The attrition on  exiles has assumed the legal form guided by the perpetrators and collaborators  of genocide within the government and the political establishment. The  phenomenon is manifest glaringly in the Return Policy of the government. The  policy is being used to force the victim to conform and submit, or face the  spectre of abject destitution and perish. The recruitment drive for ‘Kashmiri  Migrants’ is basically a process to strip them of their right to live with  dignity and honor.

What the government  is doing is brazen, its methods diabolic. Joseph Goebbels once talked about his  methods in a confidential meeting with German Journalists, “Up to now we have  succeeded in leaving the enemy in the dark concerning Germany’s real goals...  just 1932 our domestic foes never saw where we were going or that our oath of  legality was just a trick… we wanted to come to power legally, but we did not  use power legally… they could have suppressed us... They could have arrested a  couple of us in 1925 and that would have been that, the end. No they let us  through the danger zone… They let us alone and let us slip through the risky  zone and we were able to sail around all dangerous reefs.” Kashmiri Hindus are  being subjected to a new phase of genocidal attrition by an enemy (read J&K  Government) who is thinking it has crossed the ‘danger zone’ and can now wage  the war with more confidence.

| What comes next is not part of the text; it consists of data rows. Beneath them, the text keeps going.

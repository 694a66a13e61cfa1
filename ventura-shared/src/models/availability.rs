use chrono::NaiveDate;
use serde::{Deserialize, Serialize};

use super::price::Price;

/// A dated slot returned by availability discovery.
#[derive(Debug, Clone, PartialEq, Serialize, Deserialize)]
#[serde(rename_all = "camelCase")]
pub struct AvailabilitySlot {
    pub id: String,
    pub date: NaiveDate,
    #[serde(default)]
    pub sold_out: bool,
    #[serde(default)]
    pub guide_price: Option<Price>,
}

#[derive(Debug, Clone, PartialEq, Eq, Serialize, Deserialize)]
pub struct OptionChoice {
    pub label: String,
    pub value: String,
}

/// A configuration question on an availability, e.g. time slot or variant.
#[derive(Debug, Clone, PartialEq, Serialize, Deserialize)]
#[serde(rename_all = "camelCase")]
pub struct AvailabilityOption {
    pub id: String,
    pub label: String,
    #[serde(rename = "type")]
    pub option_type: String,
    #[serde(default)]
    pub is_required: bool,
    #[serde(default)]
    pub answer_value: Option<String>,
    #[serde(default)]
    pub choices: Vec<OptionChoice>,
}

impl AvailabilityOption {
    pub fn is_answered(&self) -> bool {
        self.answer_value
            .as_deref()
            .is_some_and(|v| !v.trim().is_empty())
    }
}

#[derive(Debug, Clone, PartialEq, Default, Serialize, Deserialize)]
#[serde(rename_all = "camelCase")]
pub struct OptionList {
    pub is_complete: bool,
    #[serde(default)]
    pub nodes: Vec<AvailabilityOption>,
}

impl OptionList {
    /// Required options still waiting for an answer.
    pub fn pending(&self) -> impl Iterator<Item = &AvailabilityOption> {
        self.nodes.iter().filter(|o| o.is_required && !o.is_answered())
    }
}

/// Caps a category's count as a multiple of another category's count,
/// e.g. "max 2 children per adult".
#[derive(Debug, Clone, PartialEq, Eq, Serialize, Deserialize)]
#[serde(rename_all = "camelCase")]
pub struct ParticipantDependency {
    pub pricing_category_id: String,
    pub multiplier: u32,
}

/// A guest-type price bracket (Adult, Child, ...).
#[derive(Debug, Clone, PartialEq, Serialize, Deserialize)]
#[serde(rename_all = "camelCase")]
pub struct PricingCategory {
    pub id: String,
    pub label: String,
    #[serde(default)]
    pub min_participants: u32,
    pub max_participants: u32,
    #[serde(default)]
    pub max_participants_depends: Option<ParticipantDependency>,
    #[serde(default)]
    pub units: u32,
    pub unit_price: Price,
}

#[derive(Debug, Clone, PartialEq, Default, Serialize, Deserialize)]
pub struct PricingCategoryList {
    #[serde(default)]
    pub nodes: Vec<PricingCategory>,
}

impl PricingCategoryList {
    pub fn get(&self, id: &str) -> Option<&PricingCategory> {
        self.nodes.iter().find(|c| c.id == id)
    }

    pub fn total_units(&self) -> u32 {
        self.nodes.iter().map(|c| c.units).sum()
    }
}

/// An availability after (partial) configuration.
#[derive(Debug, Clone, PartialEq, Serialize, Deserialize)]
#[serde(rename_all = "camelCase")]
pub struct AvailabilityDetail {
    pub id: String,
    pub product_id: String,
    #[serde(default)]
    pub product_name: String,
    pub date: NaiveDate,
    #[serde(default)]
    pub start_time: Option<String>,
    pub option_list: OptionList,
    pub pricing_category_list: PricingCategoryList,
    #[serde(default)]
    pub total_price: Option<Price>,
    #[serde(default)]
    pub is_valid: bool,
}

impl AvailabilityDetail {
    /// Options complete and pricing valid: the availability may be added to a booking.
    pub fn is_attachable(&self) -> bool {
        self.option_list.is_complete && self.is_valid
    }
}

/// Result of `discoverAvailability` for a product and date range.
#[derive(Debug, Clone, PartialEq, Serialize, Deserialize)]
#[serde(rename_all = "camelCase")]
pub struct AvailabilityDiscovery {
    pub session_id: String,
    pub product_id: String,
    pub slots: Vec<AvailabilitySlot>,
    #[serde(default)]
    pub option_list: OptionList,
}

/// Answer to an availability option, `(optionId, value)`.
#[derive(Debug, Clone, PartialEq, Eq, Serialize, Deserialize)]
pub struct OptionAnswer {
    pub id: String,
    pub value: String,
}

impl OptionAnswer {
    pub fn new(id: &str, value: &str) -> Self {
        Self {
            id: id.to_string(),
            value: value.to_string(),
        }
    }
}

/// Guest count for a pricing category, `(pricingCategoryId, units)`.
#[derive(Debug, Clone, PartialEq, Eq, Serialize, Deserialize)]
pub struct CategoryUnits {
    pub id: String,
    pub units: u32,
}

impl CategoryUnits {
    pub fn new(id: &str, units: u32) -> Self {
        Self {
            id: id.to_string(),
            units,
        }
    }
}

On March 8, 2010,  PDP legislator Murtaza Khan introduced a Private Member’s Bill in the State  Legislative Council, seeking to deprive the daughters of J&K of their  natural right to marry persons of their choice outside the state, and thereby  snatch their right to own immovable property or inherit ancestral property in  J&K, or obtain jobs with the State Government in case they marry persons  other than State Subjects. The Bill sought to restore the pre-October 7, 2002  position that had been challenged in J&K High Court and reversed on the  Court’s Orders. The State Government should not have allowed introduction of  the Bill in view of the storm that the similar official Bill had created across  the country in 2004. But the Kashmir-centric Government hardly cared for the  alienation of Jammu or else and hence the suspicion and lack of trust.

As it is well known  how the State Assembly passed the Greater Autonomy Bill, we shall spare  discussion on the subject in this article. But it is proper to mention that the  State Legislative representation is skewed and heavily in favor of Kashmiris,  that too, a particular section of the Valley due to gerrymandering and biased  delimitation. Again, National Conference through deceit and chicanery obtained  a highly biased Justice Saghir Ahmad Report on Centre-State Relations.  The Justice Saghir Ahmad Committee was  constituted by Prime Minister Manmohan Singh as part of his Round-Table  initiative. I refer to these two instances since Jammu and Ladakh have time and  again rejected these proposals outright and want full integration of J&K  with the Indian Union.  Did the State  government care? It went ahead and alienated these two regions further and  hence the trust deficit.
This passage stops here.